Depuis plusieurs mois, des scientifiques essaient de comprendre comment apparaissent les variants du Covid-19. Certains se tournent vers les patients immunodéprimés, chez qui le virus peut multiplier les mutations.

Qui est le patient-zéro du variant Omicron ? Détecté pour la première fois en Afrique du Sud, ce variant B.1.1.529, de son nom scientifique, a immédiatement suscité l’inquiétude de la communauté internationale. Et pour cause : avec sa trentaine de mutations par rapport à la souche originale du Covid-19 – un record –, il fait planer deux menaces : celle d’être particulièrement contagieux et, surtout, celle d’être résistant aux vaccins.

Pendant que les États multiplient les mesures de restrictions pour tenter de limiter sa propagation, les scientifiques, eux, essaient de remonter la piste jusqu’à son origine pour comprendre comment ce variant « super mutant » a pu apparaître.

Parmi les hypothèses mises en avant, les chercheurs penchent pour des mutations apparues chez un patient immunodéprimé. Depuis plusieurs mois, ils étudient en effet un lien possible entre des personnes dont le système immunitaire est affaibli – car en attente d’une greffe, malades du cancer, ou encore atteintes d’un VIH non pris en charge – et l’émergence des variants les plus inquiétants.

« Quand un patient est immunodéprimé, le virus va rester très longtemps dans son organisme, parfois plusieurs mois, contre seulement quelques jours pour une personne lambda », explique à France 24 Morgane Bomsel, virologue au CNRS et à l’Institut Cochin, à Paris. « Ses défenses immunitaires sont trop faibles et il ne parvient pas à se débarrasser du virus. »

Pression de sélection

Selon une étude publiée dans la revue Nature Communications le 4 novembre, un homme de 58 ans atteint d’une maladie rénale et sous traitement à base de médicaments immunosuppresseurs est ainsi resté positif au Covid-19 pendant plus de six mois. En décembre 2020, des médecins américains notaient, de la même façon, le cas d’un patient sous immunosuppresseurs, mort après avoir été infecté au Covid-19 pendant 154 jours. « Or, pendant toute cette période, le virus peut accumuler toute une série de mutations et créer un variant », poursuit la virologue.

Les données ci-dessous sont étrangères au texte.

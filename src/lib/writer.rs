// SPDX-License-Identifier: Apache-2.0

use std::fs;
use std::path::{Path, PathBuf};

use crate::{
    compile, persist::save, validate, GenConfOptions, NetIsoError,
    NetworkParams, Templates, Topology,
};

pub const SETTINGS_FILE: &str = "netiso-settings.json";
pub const README_FILE: &str = "README";

const README: &str = "\
Network isolation templates

nic-configs/<role>.yaml
    os-net-config device layout of each role.
network-environment.yaml
    Maps every role onto its nic-config and sets the network parameters.
network-isolation.yaml
    Enables the isolated networks in use. Template paths are relative to
    this directory: place it below the Heat template tree.
network-isolation-absolute.yaml
    Same as network-isolation.yaml with absolute template paths.
netiso-settings.json
    Settings these files were generated from. Point netisoctl at this
    directory to load them again.

Deploy with:
    openstack overcloud deploy --templates \\
        -e network-isolation.yaml -e network-environment.yaml
";

/// Validate, compile and write every document into `output_dir`.
/// Nothing is written when any step fails.
pub fn generate(
    output_dir: &Path,
    topology: &Topology,
    params: &NetworkParams,
    options: &GenConfOptions,
) -> Result<Vec<PathBuf>, NetIsoError> {
    validate(topology, params)?;
    let templates = compile(topology, params, options)?;
    write_templates(output_dir, &templates, topology, params)
}

/// Write the compiled documents along with the settings blob and a README.
///
/// Files are first written into a staging directory inside `output_dir`
/// then moved into place, so a failed write leaves previous output intact.
/// Returns the written file paths.
pub fn write_templates(
    output_dir: &Path,
    templates: &Templates,
    topology: &Topology,
    params: &NetworkParams,
) -> Result<Vec<PathBuf>, NetIsoError> {
    let settings = save(topology, params)?;
    let mut files = templates.files();
    files.push((SETTINGS_FILE.to_string(), settings.as_str()));
    files.push((README_FILE.to_string(), README));

    fs::create_dir_all(output_dir)?;
    let staging_dir = output_dir
        .join(format!(".netiso-staging-{}", uuid::Uuid::new_v4()));
    log::debug!("Staging generated files in {}", staging_dir.display());

    if let Err(e) = stage_files(&staging_dir, &files) {
        log::error!("Failed to write generated files: {e}");
        remove_staging_dir(&staging_dir);
        return Err(e);
    }

    let mut ret = Vec::new();
    for (rel_path, _) in &files {
        let dst = output_dir.join(rel_path);
        if let Err(e) = move_into_place(&staging_dir.join(rel_path), &dst) {
            log::error!("Failed to move {} into place: {e}", dst.display());
            remove_staging_dir(&staging_dir);
            return Err(e);
        }
        log::info!("Wrote {}", dst.display());
        ret.push(dst);
    }
    remove_staging_dir(&staging_dir);
    Ok(ret)
}

fn stage_files(
    staging_dir: &Path,
    files: &[(String, &str)],
) -> Result<(), NetIsoError> {
    for (rel_path, content) in files {
        let path = staging_dir.join(rel_path);
        if let Some(parent) = path.parent() {
            fs::create_dir_all(parent)?;
        }
        fs::write(&path, content)?;
    }
    Ok(())
}

fn move_into_place(src: &Path, dst: &Path) -> Result<(), NetIsoError> {
    if let Some(parent) = dst.parent() {
        fs::create_dir_all(parent)?;
    }
    fs::rename(src, dst)?;
    Ok(())
}

fn remove_staging_dir(staging_dir: &Path) {
    if let Err(e) = fs::remove_dir_all(staging_dir) {
        log::warn!(
            "Failed to remove staging directory {}: {e}",
            staging_dir.display()
        );
    }
}
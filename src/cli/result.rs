// SPDX-License-Identifier: Apache-2.0

use crate::error::CliError;

pub(crate) fn print_result_and_exit(result: Result<String, CliError>) {
    match result {
        Ok(s) => {
            if !s.is_empty() {
                println!("{s}");
            }
            std::process::exit(0);
        }
        Err(e) => {
            eprintln!("{}", e.error_msg);
            std::process::exit(e.code);
        }
    }
}
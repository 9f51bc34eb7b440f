// SPDX-License-Identifier: Apache-2.0

use std::net::IpAddr;
use std::str::FromStr;

use crate::{ErrorKind, NetIsoError};

/// Parse `<address>/<prefix>`, host bits are dropped: `10.0.0.5/24` turns
/// into `10.0.0.0/24`.
pub(crate) fn parse_cidr(cidr: &str) -> Result<ipnet::IpNet, NetIsoError> {
    let cidr = cidr.trim();
    if !cidr.contains('/') {
        let e = NetIsoError::new(
            ErrorKind::InvalidArgument,
            format!("Invalid CIDR {cidr}: missing prefix length"),
        );
        log::error!("{}", e);
        return Err(e);
    }
    let ip_net = ipnet::IpNet::from_str(cidr).map_err(|parse_error| {
        let e = NetIsoError::new(
            ErrorKind::InvalidArgument,
            format!("Invalid CIDR {cidr}: {parse_error}"),
        );
        log::error!("{}", e);
        e
    })?;
    Ok(ip_net.trunc())
}

pub(crate) fn parse_ip(addr: &str) -> Result<IpAddr, NetIsoError> {
    IpAddr::from_str(addr.trim()).map_err(|parse_error| {
        let e = NetIsoError::new(
            ErrorKind::InvalidArgument,
            format!("Invalid IP address {addr}: {parse_error}"),
        );
        log::error!("{}", e);
        e
    })
}

/// Two networks overlap when either one contains the other. Networks of
/// different address families never overlap.
pub(crate) fn is_cidr_overlap(a: &ipnet::IpNet, b: &ipnet::IpNet) -> bool {
    a.contains(b) || b.contains(a)
}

Pour rappel, le virus du Sars-CoV-2, comme tous les virus, est doté d’un patrimoine génétique qui se réplique. Mais parfois, des erreurs apparaissent dans ce processus. C’est ce qu’on appelle une mutation. Dans la majorité des cas, cela n’a aucune incidence, mais certaines peuvent modifier la contagiosité ou la dangerosité du virus. Le variant est ainsi cette nouvelle version du virus qui prend en compte ces différentes modifications.

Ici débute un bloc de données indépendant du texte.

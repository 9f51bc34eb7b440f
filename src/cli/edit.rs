// SPDX-License-Identifier: Apache-2.0

use std::fs::File;
use std::io::{stdin, stdout, Write};
use std::process::{Command, Stdio};

use netiso::{validate, NetworkParams, Topology};
use serde::{Deserialize, Serialize};

use crate::{
    error::CliError,
    settings::{settings_from_file, settings_to_file},
};

#[derive(Debug, Serialize, Deserialize)]
struct EditableSettings {
    roles: Topology,
    networks: NetworkParams,
}

/// Open the settings as YAML in `$EDITOR` and save them back once they
/// parse.
pub(crate) fn edit(matches: &clap::ArgMatches) -> Result<String, CliError> {
    let file_path = matches
        .value_of("SETTINGS_FILE")
        .ok_or("Please define SETTINGS_FILE")?;
    if file_path == "-" {
        return Err("Cannot edit settings from stdin".into());
    }
    let (roles, networks) = settings_from_file(file_path)?;

    let tmp_file_path = gen_tmp_file_path();
    write_settings_to_file(
        &tmp_file_path,
        &EditableSettings { roles, networks },
    )?;
    let result = run_editor(&tmp_file_path);
    del_file(&tmp_file_path);
    let settings = result?;

    if let Err(errors) = validate(&settings.roles, &settings.networks) {
        for error in errors {
            log::warn!("{error}");
        }
    }
    settings_to_file(file_path, &settings.roles, &settings.networks)?;
    Ok(String::new())
}

fn gen_tmp_file_path() -> String {
    format!(
        "{}/netiso-{}.yml",
        std::env::temp_dir().display(),
        uuid::Uuid::new_v4()
    )
}

fn del_file(file_path: &str) {
    if let Err(e) = std::fs::remove_file(file_path) {
        log::warn!("Failed to delete file {file_path}: {e}");
    }
}

fn write_settings_to_file(
    file_path: &str,
    settings: &EditableSettings,
) -> Result<(), CliError> {
    let mut fd = File::create(file_path)?;
    fd.write_all(serde_yaml::to_string(settings)?.as_bytes())?;
    Ok(())
}

fn run_editor(tmp_file_path: &str) -> Result<EditableSettings, CliError> {
    let editor = std::env::var("EDITOR").unwrap_or_else(|_| "vi".to_string());
    loop {
        let status = Command::new(&editor)
            .arg(tmp_file_path)
            .stdin(Stdio::inherit())
            .stderr(Stdio::inherit())
            .stdout(Stdio::inherit())
            .status()
            .map_err(|e| {
                CliError::from(format!("Editor '{editor}' failed with {e}"))
            })?;
        if !status.success() {
            return Err(format!("Editor '{editor}' failed").into());
        }
        let fd = File::open(tmp_file_path)?;
        match serde_yaml::from_reader(fd) {
            Ok(s) => return Ok(s),
            Err(e) => {
                eprintln!("{e}");
                if !ask_for_retry()? {
                    return Err(CliError::from(e));
                }
            }
        }
    }
}

fn ask_for_retry() -> Result<bool, CliError> {
    loop {
        println!(
            "Try again? [y,n]:\n\
            y - yes, start editor again\n\
            n - no, throw away my changes\n\
            > "
        );
        stdout().lock().flush().ok();
        let mut retry = String::new();
        stdin().read_line(&mut retry)?;
        retry.make_ascii_lowercase();
        match retry.trim() {
            "y" | "yes" => return Ok(true),
            "n" | "no" => return Ok(false),
            _ => println!("Invalid reply, please try y or n"),
        }
    }
}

« Chez les patients immunodéprimés, le système immunitaire ne va pas réussir à vaincre le virus, mais il va tout de même se battre contre lui. Cela va provoquer ce qu’on appelle une pression de sélection », poursuit Vincent Maréchal, professeur de virologie à l’université de la Sorbonne, contacté par France 24.

En résumé, dans cette lutte entre le système immunitaire et le virus, ce dernier va être contraint d’évoluer et ne va garder que ses mutations qui lui permettent de continuer à se reproduire et de résister. Résultat : il ne va rester que les mutations les plus dangereuses, capables d’échapper au pouvoir neutralisant des anticorps. Et c’est ce virus, avec ces mutations, qui sera transmis si le patient contamine une autre personne.

« Avec ce nombre impressionnant de mutations, il est ainsi fortement probable qu’un patient immunodéprimé soit à l’origine du variant Omicron », estime ainsi Vincent Maréchal. « Mais ce n’est pas le premier pour lequel cette hypothèse est soulevée. C’est aussi le cas pour les variants britannique et Bêta », précise Morgane Bomsel.

L’Afrique du Sud, un terreau fertile

Or, l’Afrique du Sud pourrait être un terreau fertile à ce type de processus. En cause, l’épidémie de sida. Au total, sept millions d’individus vivent avec cette maladie dans le pays, soit 12 % de la population et 19 % des 15-45 ans. Mais surtout, le taux de personnes soignées reste très faible, atteignant 57 % en 2017. « On a donc une forte proportion de personnes immunodéprimées, dans un pays avec une faible couverture vaccinale où le virus circule beaucoup », analyse Vincent Maréchal. « C’est clairement une situation où des variants peuvent apparaître. »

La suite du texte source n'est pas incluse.